A Ordem dos Veterinários (OMV) é “relativamente pequena". "Devemos ter cerca de sete mil membros”, explica. “O nosso orçamento não tem qualquer contribuição dos cidadãos ou do Governo. As únicas receitas que temos são, única e exclusivamente, das quotas que os membros inscritos na ordem pagam”.

Mas há órgãos “impostos” com este novo estatuto: um provedor e um conselho de supervisão, ambos remunerados. No caso da OMV, “qualquer órgão social da nossa ordem não tem nenhuma remuneração, nem direta nem indireta. Fazemos isto ‘pro bono’ em defesa da classe e por um sentido de, enfim, dever público”. Nem o bastonário recebe qualquer vencimento. 

A obrigação de pagar aos novos órgãos “pode pôr em causa a viabilidade financeira da Ordem e até acabar com ela a curto ou longo prazo”, lamenta. “Isso parece-me extremamente perigoso, parece-me o princípio da desregulação completa da profissão”, afirma. 

Apesar de haver um Governo sustentado por uma maioria na Assembleia da República, Jorge Cid tem “esperança” de conseguir “alterar aqui alguns pressupostos”.

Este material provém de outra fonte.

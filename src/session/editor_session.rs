use log::{debug, info};

use super::SelectionState;
use crate::config::{EditorConfig, HitTestDepth};
use crate::element::{Element, ElementType, Group, TextElement};
use crate::error::SessionError;
use crate::event::{EditorEvent, EventBus};
use crate::geometry::Point;
use crate::id_generator::ElementId;
use crate::render::RenderSurface;
use crate::text_metrics::TextMeasurer;

/// Boundary between UI events and the document tree.
///
/// Owns the page and tracks which element, if any, the user last clicked.
/// Every structural change goes through the session so the selection can never
/// point at an element that has left the tree.
pub struct EditorSession {
    page: Group,
    selection: SelectionState,
    last_pointer: Option<Point>,
    config: EditorConfig,
    measurer: Box<dyn TextMeasurer>,
    event_bus: EventBus,
}

impl std::fmt::Debug for EditorSession {
    fn fmt(&self, f: &mut std::fmt::Formatter<'_>) -> std::fmt::Result {
        f.debug_struct("EditorSession")
            .field("page", &self.page)
            .field("selection", &self.selection)
            .field("last_pointer", &self.last_pointer)
            .field("config", &self.config)
            .field("event_bus", &self.event_bus)
            .finish_non_exhaustive()
    }
}

impl EditorSession {
    /// Creates a session over an empty page
    pub fn new(config: EditorConfig, measurer: Box<dyn TextMeasurer>) -> Self {
        Self::with_page(Group::new(), config, measurer)
    }

    pub fn with_page(page: Group, config: EditorConfig, measurer: Box<dyn TextMeasurer>) -> Self {
        Self {
            page,
            selection: SelectionState::NoSelection,
            last_pointer: None,
            config,
            measurer,
            event_bus: EventBus::new(),
        }
    }

    pub fn page(&self) -> &Group {
        &self.page
    }

    pub fn config(&self) -> &EditorConfig {
        &self.config
    }

    pub fn measurer(&self) -> &dyn TextMeasurer {
        self.measurer.as_ref()
    }

    /// Swap the font-metrics service, e.g. once a real font system is available
    pub fn set_measurer(&mut self, measurer: Box<dyn TextMeasurer>) {
        self.measurer = measurer;
    }

    pub fn events(&self) -> &EventBus {
        &self.event_bus
    }

    pub fn selection(&self) -> SelectionState {
        self.selection
    }

    pub fn selected(&self) -> Option<ElementId> {
        self.selection.selected()
    }

    pub fn selected_element(&self) -> Option<&ElementType> {
        self.page.get(self.selection.selected()?)
    }

    /// Content of the selection when it is an editable text element
    pub fn selected_text(&self) -> Option<&str> {
        self.selected_element()
            .and_then(Element::as_editable_text)
            .map(TextElement::content)
    }

    pub fn last_pointer(&self) -> Option<Point> {
        self.last_pointer
    }

    /// Resolve a pointer press and select whatever it hit.
    ///
    /// Depth follows [`EditorConfig::hit_test_depth`]. A miss clears the selection.
    pub fn click(&mut self, point: Point) -> Option<ElementId> {
        self.last_pointer = Some(point);

        let measurer = self.measurer.as_ref();
        let hit = match self.config.hit_test_depth {
            HitTestDepth::TopLevel => self.page.find_element_at(point, measurer),
            HitTestDepth::Deepest => self.page.find_leaf_at(point, measurer),
        }
        .map(Element::id);

        debug!("Clicked at {}, selected={:?}", point, hit);
        self.set_selection(SelectionState::from_hit(hit));
        hit
    }

    /// Replace the selected element's text.
    ///
    /// Returns `false` without touching anything when nothing is selected or the
    /// selection has no editable text.
    pub fn apply_text(&mut self, text: &str) -> bool {
        let Some(id) = self.selection.selected() else {
            return false;
        };
        let Some(target) = self
            .page
            .get_mut(id)
            .and_then(|e| e.as_editable_text_mut())
        else {
            return false;
        };

        let old = target.content().to_owned();
        target.set_content(text);
        self.event_bus.emit(EditorEvent::TextEdited {
            id,
            old,
            new: text.to_owned(),
        });
        true
    }

    /// Add a text element at the last pointer location and select it.
    ///
    /// Surrounding whitespace is trimmed; blank input is rejected.
    pub fn add_text(&mut self, text: &str) -> Result<ElementId, SessionError> {
        let text = text.trim();
        if text.is_empty() {
            return Err(SessionError::EmptyText);
        }

        let position = self
            .last_pointer
            .unwrap_or(self.config.fallback_insert_point);
        let element = TextElement::new(position, text, self.config.default_text_size)?;
        let id = self.add_element(element);
        self.set_selection(SelectionState::Selected(id));
        info!("Added new text at {} with text='{}'", position, text);
        Ok(id)
    }

    /// Append an element to the page
    pub fn add_element(&mut self, element: impl Into<ElementType>) -> ElementId {
        let element = element.into();
        let element_type = element.element_type();
        let id = self.page.add(element);
        self.event_bus
            .emit(EditorEvent::ElementAdded { id, element_type });
        id
    }

    /// Remove `id` from wherever it sits in the tree.
    ///
    /// Clears the selection if it was the removed element or lay inside it.
    /// Removing an absent id is a no-op.
    pub fn remove_element(&mut self, id: ElementId) -> Option<ElementType> {
        let removed = self.page.remove_deep(id)?;
        self.event_bus.emit(EditorEvent::ElementRemoved { id });

        if let Some(selected) = self.selection.selected() {
            if removed.find(selected).is_some() {
                self.set_selection(SelectionState::NoSelection);
            }
        }
        Some(removed)
    }

    pub fn remove_selected(&mut self) -> Option<ElementType> {
        let id = self.selection.selected()?;
        self.remove_element(id)
    }

    pub fn move_selected(&mut self, dx: i32, dy: i32) -> Result<(), SessionError> {
        let id = self.selection.selected().ok_or(SessionError::NothingSelected)?;
        let element = self.page.get_mut(id).ok_or(SessionError::NothingSelected)?;
        element.move_by(dx, dy);
        self.event_bus.emit(EditorEvent::Transformed { id });
        Ok(())
    }

    pub fn resize_selected(&mut self, factor: f64) -> Result<(), SessionError> {
        let id = self.selection.selected().ok_or(SessionError::NothingSelected)?;
        let element = self.page.get_mut(id).ok_or(SessionError::NothingSelected)?;
        element.resize(factor)?;
        self.event_bus.emit(EditorEvent::Transformed { id });
        Ok(())
    }

    /// Move every element on the page
    pub fn move_page(&mut self, dx: i32, dy: i32) {
        self.page.move_by(dx, dy);
        self.event_bus
            .emit(EditorEvent::Transformed { id: self.page.id() });
    }

    /// Resize every element on the page
    pub fn resize_page(&mut self, factor: f64) -> Result<(), SessionError> {
        self.page.resize(factor)?;
        self.event_bus
            .emit(EditorEvent::Transformed { id: self.page.id() });
        Ok(())
    }

    /// Draw the page, then outline the selection on top
    pub fn draw(&self, surface: &mut dyn RenderSurface) {
        self.page.draw(surface);

        if let Some(bounds) = self
            .selected_element()
            .and_then(|e| e.bounds(self.measurer.as_ref()))
        {
            debug!("Highlighting {:?}", self.selection);
            surface.highlight(bounds.expand(self.config.highlight_padding));
        }
    }

    fn set_selection(&mut self, new: SelectionState) {
        let old = std::mem::replace(&mut self.selection, new);
        if old != new {
            self.event_bus.emit(EditorEvent::SelectionChanged {
                old: old.selected(),
                new: new.selected(),
            });
        }
    }
}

Órgãos novos "para controlar as Ordens”

“O Conselho de Supervisão é um conselho que vai ter todos os poderes e mais alguns. No nosso caso, são cinco elementos e apenas dois terão de estar inscritos na Ordem”. Para provedor, fala-se em “pessoas de reconhecido mérito". "Quem é que define o reconhecido mérito?”, questiona.

A medicina veterinária “tem feito uma evolução tecnológica e científica brutal". "Precisamos de pessoas - que estejam no conselho e que estejam dentro da ordem - que saibam exatamente quais são as necessidades da ordem, que façam formações conducentes a isso e que possam avaliar com conhecimento de causa.  Não podem ser pessoas que estão completamente fora da profissão ou que, eventualmente, só têm uma atividade académica e não dominam todas as áreas”, justifica.

E, por isso mesmo, afirma: “Não percebemos qual é o objetivo final de impor estes órgãos. Portanto, eu só posso concluir que são órgãos para controlar as ordens. Quando as ordens prestam um serviço fundamental ao Estado, substituem o Estado em muitos aspetos”.

As propostas finais dos respetivos Estatutos das Ordens Profissionais, nas quais se inclui a OMV, foram recebidas, dia 19 de junho (segunda-feira), cerca das 22h00. “Lamento todo este desenrolar. A maneira como foi feito. Os prazos que nos deram para nos pronunciarmos de dois, três, quatro dias úteis. Foi muito pouco, eu diria, democrático, transparente”. Até porque “as ordens não deviam ser tratadas assim, porque são fundamentais para a nossa sociedade, são a defesa dos destinatários dos serviços, da qualidade dos serviços prestados. Deviam ser acarinhadas e não atacadas”.